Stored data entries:
***
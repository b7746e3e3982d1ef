//! Backward traversal of applied migrations across fork boundaries.

use crate::cancel::CancelToken;
use crate::config::EngineConfig;
use crate::error::{SyncError, SyncResult};
use crate::transport::RemoteService;
use schemasync_protocol::{BranchRef, HistoryRequest, Migration, StartedFrom};
use std::collections::HashSet;
use tracing::debug;

/// One entry of a lineage walk.
#[derive(Debug, Clone, PartialEq)]
pub enum LineageEntry {
    /// An applied migration of `branch`.
    Migration {
        /// Branch the migration was applied to.
        branch: String,
        /// The migration.
        migration: Migration,
    },
    /// `branch` was created by forking another branch.
    Origin {
        /// The forked branch.
        branch: String,
        /// Where it was forked from.
        origin: StartedFrom,
    },
}

/// Walks migration history, newest first.
pub struct LineageWalker<'a, R: ?Sized> {
    remote: &'a R,
    config: &'a EngineConfig,
    cancel: CancelToken,
}

impl<'a, R: RemoteService + ?Sized> LineageWalker<'a, R> {
    /// Creates a walker.
    pub fn new(remote: &'a R, config: &'a EngineConfig) -> Self {
        Self {
            remote,
            config,
            cancel: CancelToken::new(),
        }
    }

    /// Uses `cancel` to stop the walk between requests.
    pub fn with_cancel(mut self, cancel: CancelToken) -> Self {
        self.cancel = cancel;
        self
    }

    /// Collects the migrations of `branch`, newest first.
    ///
    /// Each branch's migrations are followed by an origin entry if the branch
    /// was forked. With `follow`, the walk continues in the origin branch from
    /// the migration the fork was taken at.
    pub fn walk(&self, branch: &BranchRef, follow: bool) -> SyncResult<Vec<LineageEntry>> {
        let mut entries = Vec::new();
        let mut visited_branches = HashSet::new();
        let mut seen_migrations = HashSet::new();
        let mut work = vec![(branch.clone(), None::<String>)];

        while let Some((current, start_from)) = work.pop() {
            if !visited_branches.insert(current.branch().to_string()) {
                return Err(SyncError::conflict(format!(
                    "branch lineage loops back to [{}]",
                    current.branch()
                )));
            }
            if visited_branches.len() > self.config.max_lineage_hops {
                return Err(SyncError::conflict(format!(
                    "branch lineage exceeds {} branches",
                    self.config.max_lineage_hops
                )));
            }

            let origin = self.walk_branch(&current, start_from, &mut seen_migrations, &mut entries)?;

            if let Some(origin) = origin {
                entries.push(LineageEntry::Origin {
                    branch: current.branch().to_string(),
                    origin: origin.clone(),
                });
                if follow {
                    let next = current.with_branch(origin.branch_name)?;
                    work.push((next, Some(origin.migration_id)));
                }
            }
        }

        Ok(entries)
    }

    fn walk_branch(
        &self,
        branch: &BranchRef,
        start_from: Option<String>,
        seen_migrations: &mut HashSet<String>,
        entries: &mut Vec<LineageEntry>,
    ) -> SyncResult<Option<StartedFrom>> {
        let mut cursor = start_from;
        let mut origin = None;

        loop {
            self.cancel.check()?;
            let request = HistoryRequest {
                start_from: cursor.clone(),
                limit: self.config.history_page_size,
            };
            let page = self.remote.migration_history(branch, &request)?;
            debug!(branch = %branch, count = page.migrations.len(), "history page");

            if page.started_from.is_some() {
                origin = page.started_from;
            }
            let next = match page.migrations.last() {
                Some(last) => last.parent_id.clone(),
                None => break,
            };

            for migration in page.migrations {
                if let Some(id) = &migration.id {
                    if !seen_migrations.insert(id.clone()) {
                        return Err(SyncError::conflict(format!(
                            "migration [{}] appears twice in the history of [{}]",
                            id, branch
                        )));
                    }
                }
                entries.push(LineageEntry::Migration {
                    branch: branch.branch().to_string(),
                    migration,
                });
            }

            match next {
                Some(parent) => cursor = Some(parent),
                None => break,
            }
        }

        Ok(origin)
    }
}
***
● **PROBLEM TO SOLVE**
Retype only the stretch of lines above starting at the one with "work.push((next, Some(origin.migration_id)));" and stopping at the one with "for migration in", exactly as written, with both kept.

● **SOLUTION BELOW**
                    work.push((next, Some(origin.migration_id)));
                }
            }
        }

        Ok(entries)
    }

    fn walk_branch(
        &self,
        branch: &BranchRef,
        start_from: Option<String>,
        seen_migrations: &mut HashSet<String>,
        entries: &mut Vec<LineageEntry>,
    ) -> SyncResult<Option<StartedFrom>> {
        let mut cursor = start_from;
        let mut origin = None;

        loop {
            self.cancel.check()?;
            let request = HistoryRequest {
                start_from: cursor.clone(),
                limit: self.config.history_page_size,
            };
            let page = self.remote.migration_history(branch, &request)?;
            debug!(branch = %branch, count = page.migrations.len(), "history page");

            if page.started_from.is_some() {
                origin = page.started_from;
            }
            let next = match page.migrations.last() {
                Some(last) => last.parent_id.clone(),
                None => break,
            };

            for migration in page.migrations {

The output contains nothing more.